We ended our evening in our local police department with Corporal Sandoval and Officer Muñoz who informed us about the application process, opportunities for young adults to serve, and what degrees new hires are walking in with. We learned about the many personal struggles law enforcement face with long hours, night shifts, and working holidays. “What skills are needed to be a good police officer?” “Should I apply to just one police department?” “Are there many females in law enforcement?” “Why are police officers always seen at donut shops?” Corporal Sandoval humored us with a response: “When an officer is on a graveyard shift, what places of business are usually open?” We all nodded and chuckled. :)
Later on in the week, a ninth grade student met with Paul Atkinson from Veolia Environmental Services to discuss options in the field of chemical engineering. The student is enrolled in Pre-Calculus and interested in the field of engineering. "Is it difficult to manage your personal and work life in this field?" "Does the field of engineering require a lot of teamwork or more independent work?" Mr. Atkinson discussed the importance of collaboration for data and formula checks given the hazardous materials his facility handles.

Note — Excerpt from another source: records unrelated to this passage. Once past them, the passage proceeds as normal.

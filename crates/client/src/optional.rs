//! Accessors for optional API attributes.
//!
//! Datadog omits attributes freely, so model fields are `Option<T>`. These
//! helpers read a field as `(value, present)` so callers can branch on
//! presence without matching, while still telling `Some(false)` apart from
//! `None`.

use crate::number::Number;

/// Read an optional cell, returning `(value, true)` when present and
/// `(T::default(), false)` when absent.
pub fn get_optional<T: Clone + Default>(cell: &Option<T>) -> (T, bool) {
    match cell {
        Some(value) => (value.clone(), true),
        None => (T::default(), false),
    }
}

pub fn get_bool(cell: &Option<bool>) -> (bool, bool) {
    get_optional(cell)
}

pub fn get_string(cell: &Option<String>) -> (String, bool) {
    get_optional(cell)
}

pub fn get_int(cell: &Option<i64>) -> (i64, bool) {
    get_optional(cell)
}

/// Absent numbers read as `0`.
pub fn get_number(cell: &Option<Number>) -> (Number, bool) {
    get_optional(cell)
}
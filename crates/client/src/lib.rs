//! Datadog REST API client.
//!
//! Typed access to logs pipelines, monitors and timeboards, built on a small
//! core that makes loosely-typed Datadog JSON safe to consume:
//!
//! - [`optional`]: `(value, present)` accessors over `Option` fields
//! - [`number`]: exact decimal [`Number`] and [`FlexibleNumber`] (`"auto"`)
//! - [`id`]: [`normalize_id`] for string-or-integer identifiers
//! - [`codec`]: the recursive, `type`-tagged logs processor tree
//!
//! The core is synchronous and does no I/O. [`DatadogClient`] supplies the
//! transport.

mod auth;
pub mod client;
pub mod codec;
pub mod endpoints;
pub mod error;
pub mod id;
pub mod models;
pub mod number;
pub mod optional;
pub mod serde_helpers;

#[cfg(any(feature = "test-utils", test))]
pub mod testing;

pub use auth::ApiKeys;
pub use client::DatadogClient;
pub use client::builder::DatadogClientBuilder;
pub use codec::{decode_pipeline, decode_pipelines, decode_processors, encode_pipeline};
pub use error::{ClientError, DecodeError, Result};
pub use id::{normalize_id, normalize_id_value};
pub use models::{
    Dashboard, Filter, Monitor, MonitorOptions, Pipeline, PipelineOrder, Processor,
    ProcessorDefinition, ThresholdCount, Yaxis,
};
pub use number::{AUTOMATIC, FlexibleNumber, Number, decode_flexible_number};
pub use optional::{get_bool, get_int, get_number, get_optional, get_string};
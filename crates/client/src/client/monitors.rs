//! Monitor API methods for [`DatadogClient`].

use serde_json::Value;

use crate::client::DatadogClient;
use crate::endpoints;
use crate::error::Result;
use crate::models::Monitor;

impl DatadogClient {
    pub async fn get_monitor(&self, id: impl Into<Value>) -> Result<Monitor> {
        endpoints::get_monitor(
            &self.http,
            &self.base_url,
            &self.keys,
            id.into(),
            self.max_retries,
        )
        .await
    }

    pub async fn list_monitors(&self) -> Result<Vec<Monitor>> {
        endpoints::list_monitors(&self.http, &self.base_url, &self.keys, self.max_retries).await
    }

    pub async fn create_monitor(&self, monitor: &Monitor) -> Result<Monitor> {
        endpoints::create_monitor(
            &self.http,
            &self.base_url,
            &self.keys,
            monitor,
            self.max_retries,
        )
        .await
    }

    pub async fn update_monitor(&self, id: impl Into<Value>, monitor: &Monitor) -> Result<Monitor> {
        endpoints::update_monitor(
            &self.http,
            &self.base_url,
            &self.keys,
            id.into(),
            monitor,
            self.max_retries,
        )
        .await
    }

    pub async fn delete_monitor(&self, id: impl Into<Value>) -> Result<()> {
        endpoints::delete_monitor(
            &self.http,
            &self.base_url,
            &self.keys,
            id.into(),
            self.max_retries,
        )
        .await
    }
}
//! Experience configuration
//!
//! Immutable tuning handed to the phase controller and evasion engine at
//! construction. Defaults mirror [`crate::consts`]; a JSON document may
//! override any subset of fields.

use serde::{Deserialize, Serialize};
use thiserror::Error;

use crate::Size;
use crate::consts::*;

/// Config loading/validation failure
#[derive(Debug, Error)]
pub enum ConfigError {
    #[error("invalid config JSON: {0}")]
    Parse(#[from] serde_json::Error),
    #[error("invalid value for `{field}`: {reason}")]
    Invalid {
        field: &'static str,
        reason: &'static str,
    },
}

/// When the automatic phase transitions fire, measured from session start
#[derive(Debug, Clone, Serialize, Deserialize, PartialEq)]
#[serde(default)]
pub struct PhaseTimings {
    /// Intro -> Greeting (ms)
    pub greeting_at_ms: f64,
    /// Greeting -> Prompt (ms)
    pub prompt_at_ms: f64,
}

impl Default for PhaseTimings {
    fn default() -> Self {
        Self {
            greeting_at_ms: GREETING_AT_MS,
            prompt_at_ms: PROMPT_AT_MS,
        }
    }
}

/// Evasion search tuning
#[derive(Debug, Clone, Serialize, Deserialize, PartialEq)]
#[serde(default)]
pub struct EvasionConfig {
    /// Pointer distance that counts as "about to catch it" (px)
    pub danger_radius: f32,
    /// Margin kept from every viewport edge (px)
    pub safe_padding: f32,
    /// Minimum center distance from the anchor element (px)
    pub min_dist_from_anchor: f32,
    /// Minimum center distance from the previous spot (px)
    pub min_dist_from_prev: f32,
    /// Jump radius range (px)
    pub min_jump_distance: f32,
    pub max_jump_distance: f32,
    /// Candidates sampled before falling back to the best score
    pub max_tries: u32,
    /// Honored relocations per second
    pub max_moves_per_second: f64,
    /// Size assumed when the element cannot be measured
    pub fallback_element_size: Size,
}

impl Default for EvasionConfig {
    fn default() -> Self {
        Self {
            danger_radius: DANGER_RADIUS,
            safe_padding: SAFE_PADDING,
            min_dist_from_anchor: MIN_DIST_FROM_ANCHOR,
            min_dist_from_prev: MIN_DIST_FROM_PREV,
            min_jump_distance: MIN_JUMP_DISTANCE,
            max_jump_distance: MAX_JUMP_DISTANCE,
            max_tries: MAX_TRIES,
            max_moves_per_second: MAX_MOVES_PER_SECOND,
            fallback_element_size: Size::new(FALLBACK_ELEMENT_WIDTH, FALLBACK_ELEMENT_HEIGHT),
        }
    }
}

impl EvasionConfig {
    /// Minimum interval between honored relocations (ms)
    pub fn throttle_ms(&self) -> f64 {
        1000.0 / self.max_moves_per_second
    }
}

/// Teasing toast shown next to the runaway button
#[derive(Debug, Clone, Serialize, Deserialize, PartialEq)]
#[serde(default)]
pub struct TeaseConfig {
    /// Messages cycled in order, one per relocation attempt
    pub messages: Vec<String>,
    /// How long a message stays up (ms)
    pub visible_ms: f64,
    /// Toast offset above the button (px)
    pub offset_y: f32,
    /// Minimum distance from the viewport's top/left edge (px)
    pub edge_margin: f32,
    /// Room reserved on the right for the toast itself (px)
    pub reserved_width: f32,
}

impl Default for TeaseConfig {
    fn default() -> Self {
        Self {
            messages: [
                "Nice try.",
                "Too slow!",
                "Are you sure about that?",
                "That button seems shy.",
                "Maybe try the other one?",
                "Still no? Bold.",
            ]
            .into_iter()
            .map(String::from)
            .collect(),
            visible_ms: 1600.0,
            offset_y: 44.0,
            edge_margin: 10.0,
            reserved_width: 240.0,
        }
    }
}

/// Full experience configuration
#[derive(Debug, Clone, Default, Serialize, Deserialize, PartialEq)]
#[serde(default)]
pub struct Config {
    pub phases: PhaseTimings,
    pub evasion: EvasionConfig,
    pub tease: TeaseConfig,
}

impl Config {
    /// Parse and validate a JSON config; absent fields keep their defaults
    pub fn from_json(json: &str) -> Result<Self, ConfigError> {
        let config: Config = serde_json::from_str(json)?;
        config.validate()?;
        log::info!("Loaded config from JSON");
        Ok(config)
    }

    pub fn to_json(&self) -> Result<String, ConfigError> {
        Ok(serde_json::to_string_pretty(self)?)
    }

    /// Reject values the controller or engine cannot work with
    pub fn validate(&self) -> Result<(), ConfigError> {
        let invalid = |field, reason| Err(ConfigError::Invalid { field, reason });

        let p = &self.phases;
        if !(p.greeting_at_ms >= 0.0) {
            return invalid("phases.greeting_at_ms", "must be non-negative");
        }
        if !(p.prompt_at_ms >= p.greeting_at_ms) {
            return invalid("phases.prompt_at_ms", "must not precede greeting_at_ms");
        }

        let e = &self.evasion;
        if !(e.danger_radius > 0.0) {
            return invalid("evasion.danger_radius", "must be positive");
        }
        if !(e.safe_padding >= 0.0) {
            return invalid("evasion.safe_padding", "must be non-negative");
        }
        if !(e.min_dist_from_anchor >= 0.0) || !(e.min_dist_from_prev >= 0.0) {
            return invalid("evasion.min_dist_*", "must be non-negative");
        }
        if !(e.min_jump_distance >= 0.0) {
            return invalid("evasion.min_jump_distance", "must be non-negative");
        }
        if !(e.max_jump_distance >= e.min_jump_distance) {
            return invalid("evasion.max_jump_distance", "must be >= min_jump_distance");
        }
        if e.max_tries == 0 {
            return invalid("evasion.max_tries", "must be at least 1");
        }
        if !(e.max_moves_per_second > 0.0) {
            return invalid("evasion.max_moves_per_second", "must be positive");
        }
        let fallback = e.fallback_element_size;
        if !(fallback.width > 0.0) || !(fallback.height > 0.0) {
            return invalid("evasion.fallback_element_size", "must be positive");
        }

        if !(self.tease.visible_ms >= 0.0) {
            return invalid("tease.visible_ms", "must be non-negative");
        }

        Ok(())
    }
}

#[cfg(test)]
mod tests {
    use super::*;

    #[test]
    fn test_defaults_match_consts() {
        let config = Config::default();
        assert_eq!(config.phases.greeting_at_ms, 3000.0);
        assert_eq!(config.phases.prompt_at_ms, 5000.0);
        assert_eq!(config.evasion.danger_radius, 72.0);
        assert_eq!(config.evasion.max_tries, 24);
        assert_eq!(config.evasion.throttle_ms(), 500.0);
        assert!(config.validate().is_ok());
    }

    #[test]
    fn test_partial_json_keeps_defaults() {
        let config = Config::from_json(r#"{ "evasion": { "safe_padding": 8 } }"#).unwrap();
        assert_eq!(config.evasion.safe_padding, 8.0);
        assert_eq!(config.evasion.min_dist_from_prev, MIN_DIST_FROM_PREV);
        assert_eq!(config.phases, PhaseTimings::default());
        assert_eq!(config.tease, TeaseConfig::default());
    }

    #[test]
    fn test_json_round_trip() {
        let config = Config::default();
        let json = config.to_json().unwrap();
        assert_eq!(Config::from_json(&json).unwrap(), config);
    }

    #[test]
    fn test_rejects_bad_json() {
        assert!(matches!(
            Config::from_json("{ not json"),
            Err(ConfigError::Parse(_))
        ));
    }

    #[test]
    fn test_rejects_inverted_jump_range() {
        let err = Config::from_json(
            r#"{ "evasion": { "min_jump_distance": 600, "max_jump_distance": 500 } }"#,
        )
        .unwrap_err();
        assert!(matches!(
            err,
            ConfigError::Invalid {
                field: "evasion.max_jump_distance",
                ..
            }
        ));
    }

    #[test]
    fn test_rejects_zero_tries_and_rate() {
        let mut config = Config::default();
        config.evasion.max_tries = 0;
        assert!(config.validate().is_err());

        let mut config = Config::default();
        config.evasion.max_moves_per_second = 0.0;
        assert!(config.validate().is_err());
    }

    #[test]
    fn test_rejects_prompt_before_greeting() {
        let mut config = Config::default();
        config.phases.prompt_at_ms = 1000.0;
        assert!(config.validate().is_err());
    }
}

The week ended at the Upper San Gabriel Valley Municipal Water District with two civil engineers interns, Nancy Duran and Alondra. They shared about their journey through their undergraduate education and what steps they took in high school to prepare them. We discussed the importance of networking in finding an internship. We learned about the specializations in civil engineering during graduate work. "Get involved on your school campus," Alondra encouraged the student.
Another student braved the campus of Azusa Pacific University to meet with Dr. Robert Duke from the Department of Biblical Studies who has done some biblical excavations in the Middle East. They discussed the field of Archaeology and opportunities in higher education. She learned about the emphasis on research, flexible work periods, and opportunities for international travel.
The week was very enlightening in terms of learning why our students are interested in their prospective fields. "I would like to return to the hometown of my parents in Mexico and help rebuild the infrastructure," explained one student regarding his interest in civil engineering. "I would like to be able to help others like I have been helped in my youth," replied another. We are excited to be on this journey with our students!